> [Your task]: Keep to one stretch of the data below, the lines from the one with "push_chunk(&mut buf, header.body_root.as_slice());" up to and including the one with "push_chunk(&mut buf, &[v.slashed", and return that stretch exactly.

> [Data]:
***

impl SszSerialize for BeaconState {
    fn serialize_ssz(&self) -> Vec<u8> {
        let mut buf = Vec::new();
        push_chunk(&mut buf, self.genesis_validators_root.as_slice());
        push_chunk(&mut buf, &self.slot.to_le_bytes());

        push_chunk(&mut buf, self.fork.previous_version.as_slice());
        push_chunk(&mut buf, self.fork.current_version.as_slice());
        push_chunk(&mut buf, &self.fork.epoch.to_le_bytes());

        let header = &self.latest_block_header;
        push_chunk(&mut buf, &header.slot.to_le_bytes());
        push_chunk(&mut buf, &header.proposer_index.to_le_bytes());
        push_chunk(&mut buf, header.parent_block_root.as_slice());
        push_chunk(&mut buf, header.state_root.as_slice());
        push_chunk(&mut buf, header.body_root.as_slice());

        for root in &self.block_roots {
            push_chunk(&mut buf, root.as_slice());
        }
        buf.extend_from_slice(chunk_of_u64(self.block_roots.len() as u64).as_slice());

        for root in &self.state_roots {
            push_chunk(&mut buf, root.as_slice());
        }
        buf.extend_from_slice(chunk_of_u64(self.state_roots.len() as u64).as_slice());

        for v in &self.validators {
            push_chunk(&mut buf, &v.pubkey.as_slice()[..32]);
            push_chunk(&mut buf, &v.pubkey.as_slice()[32..]);
            push_chunk(&mut buf, v.withdrawal_credentials.as_slice());
            push_chunk(&mut buf, &v.effective_balance.to_le_bytes());
            push_chunk(&mut buf, &[v.slashed as u8]);
            push_chunk(&mut buf, &v.activation_eligibility_epoch.to_le_bytes());
            push_chunk(&mut buf, &v.activation_epoch.to_le_bytes());
            push_chunk(&mut buf, &v.exit_epoch.to_le_bytes());
            push_chunk(&mut buf, &v.withdrawable_epoch.to_le_bytes());
        }
        buf.extend_from_slice(chunk_of_u64(self.validators.len() as u64).as_slice());

        for group in self.balances.chunks(4) {
            let mut chunk = [0u8; CHUNK_SIZE];
            for (i, b) in group.iter().enumerate() {
                chunk[i * 8..(i + 1) * 8].copy_from_slice(&b.to_le_bytes());
            }
            buf.extend_from_slice(&chunk);
        }
        buf.extend_from_slice(chunk_of_u64(self.balances.len() as u64).as_slice());

        buf
    }
}

impl Validator {
    fn from_chunks(c: &[&[u8]]) -> Self {
        let mut pubkey = [0u8; 48];
        pubkey[..32].copy_from_slice(c[0]);
        pubkey[32..].copy_from_slice(&c[1][..16]);
        Validator {
            pubkey: Pubkey::from(pubkey),
            withdrawal_credentials: B256::from_slice(c[2]),
            effective_balance: u64_from_le(c[3]),
            slashed: c[4][0] != 0,
            activation_eligibility_epoch: u64_from_le(c[5]),
            activation_epoch: u64_from_le(c[6]),
            exit_epoch: u64_from_le(c[7]),
            withdrawable_epoch: u64_from_le(c[8]),
        }
    }
}

impl SszUnmarshal for BeaconState {
    /// Decode the in-order leaf stream. The fixed fields occupy a known
    /// chunk prefix; the four list regions are located back to front from
    /// their trailing length chunks.
    fn unmarshal_ssz(bytes: &[u8]) -> Result<Self, DecodeError> {
        if bytes.len() % CHUNK_SIZE != 0 {
            return Err(DecodeError::Misaligned(bytes.len()));
        }
        let chunks: Vec<&[u8]> = bytes.chunks(CHUNK_SIZE).collect();

        let mut end = chunks.len();

        let (balances_len, start) =
            trailing_list(&chunks, end, FIXED_CHUNKS, VALIDATOR_REGISTRY_LIMIT, |l| {
                (l as usize).div_ceil(4)
            })?;
        let mut balances = Vec::with_capacity(balances_len as usize);
        for i in 0..balances_len as usize {
            balances.push(u64_from_le(&chunks[start + i / 4][(i % 4) * 8..]));
        }
        end = start;

        let (validators_len, start) =
            trailing_list(&chunks, end, FIXED_CHUNKS, VALIDATOR_REGISTRY_LIMIT, |l| {
                l as usize * VALIDATOR_CHUNKS
            })?;
        let mut validators = Vec::with_capacity(validators_len as usize);
        for i in 0..validators_len as usize {
            let at = start + i * VALIDATOR_CHUNKS;
            validators.push(Validator::from_chunks(&chunks[at..at + VALIDATOR_CHUNKS]));
        }
        end = start;

        let (state_roots_len, start) =
            trailing_list(&chunks, end, FIXED_CHUNKS, ROOTS_LIMIT, |l| l as usize)?;
        let state_roots = chunks[start..start + state_roots_len as usize]
            .iter()
            .map(|c| B256::from_slice(c))
            .collect();
        end = start;

        let (block_roots_len, start) =
            trailing_list(&chunks, end, FIXED_CHUNKS, ROOTS_LIMIT, |l| l as usize)?;
        let block_roots = chunks[start..start + block_roots_len as usize]
            .iter()
            .map(|c| B256::from_slice(c))
            .collect();

        if start != FIXED_CHUNKS {
            return Err(DecodeError::RegionMismatch);
        }

        Ok(BeaconState {
            genesis_validators_root: B256::from_slice(chunks[0]),
            slot: u64_from_le(chunks[1]),
            fork: Fork {
                previous_version: Version::from_slice(&chunks[2][..4]),
                current_version: Version::from_slice(&chunks[3][..4]),
                epoch: u64_from_le(chunks[4]),
            },
            latest_block_header: BeaconBlockHeader {
                slot: u64_from_le(chunks[5]),
                proposer_index: u64_from_le(chunks[6]),
                parent_block_root: B256::from_slice(chunks[7]),
                state_root: B256::from_slice(chunks[8]),
                body_root: B256::from_slice(chunks[9]),
            },
            block_roots,
            state_roots,
            validators,
            balances,
        })
    }
}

***

> [Answer for this exercise]:
        push_chunk(&mut buf, header.body_root.as_slice());

        for root in &self.block_roots {
            push_chunk(&mut buf, root.as_slice());
        }
        buf.extend_from_slice(chunk_of_u64(self.block_roots.len() as u64).as_slice());

        for root in &self.state_roots {
            push_chunk(&mut buf, root.as_slice());
        }
        buf.extend_from_slice(chunk_of_u64(self.state_roots.len() as u64).as_slice());

        for v in &self.validators {
            push_chunk(&mut buf, &v.pubkey.as_slice()[..32]);
            push_chunk(&mut buf, &v.pubkey.as_slice()[32..]);
            push_chunk(&mut buf, v.withdrawal_credentials.as_slice());
            push_chunk(&mut buf, &v.effective_balance.to_le_bytes());
            push_chunk(&mut buf, &[v.slashed as u8]);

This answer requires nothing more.